_BRIEF_
Every record below is to be reproduced exactly.

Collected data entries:
:::

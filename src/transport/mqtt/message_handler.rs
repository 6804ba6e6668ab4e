//! Pure event routing and publish acknowledgement tracking
//!
//! The client library reports publish progress only as a stream of events
//! keyed by packet id. [`AckTracker`] turns that stream back into one
//! completion per publish call.

use crate::protocol::QosLevel;
use rumqttc::v5::mqttbytes::v5::{Packet, PubAckReason, PubCompReason, PubRecReason};
use rumqttc::v5::{Event, Request};
use rumqttc::Outgoing;
use std::collections::{HashMap, HashSet, VecDeque};
use tokio::sync::oneshot;
use tracing::{debug, warn};

/// Outcome reported by the broker for one publish step
pub type AckOutcome = Result<(), String>;

/// Pure message routing decisions based on MQTT events
pub struct MessageHandler;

:::

_EXPECTED ANSWER_
filename src/transport/mqtt/message_handler.rs
repository 6804ba6e6668ab4e
//! Pure event routing and publish acknowledgement tracking
//!
//! The client library reports publish progress only as a stream of events
//! keyed by packet id. [`AckTracker`] turns that stream back into one
//! completion per publish call.

use crate::protocol::QosLevel;
use rumqttc::v5::mqttbytes::v5::{Packet, PubAckReason, PubCompReason, PubRecReason};
use rumqttc::v5::{Event, Request};
use rumqttc::Outgoing;
use std::collections::{HashMap, HashSet, VecDeque};
use tokio::sync::oneshot;
use tracing::{debug, warn};

/// Outcome reported by the broker for one publish step
pub type AckOutcome = Result<(), String>;

/// Pure message routing decisions based on MQTT events
pub struct MessageHandler;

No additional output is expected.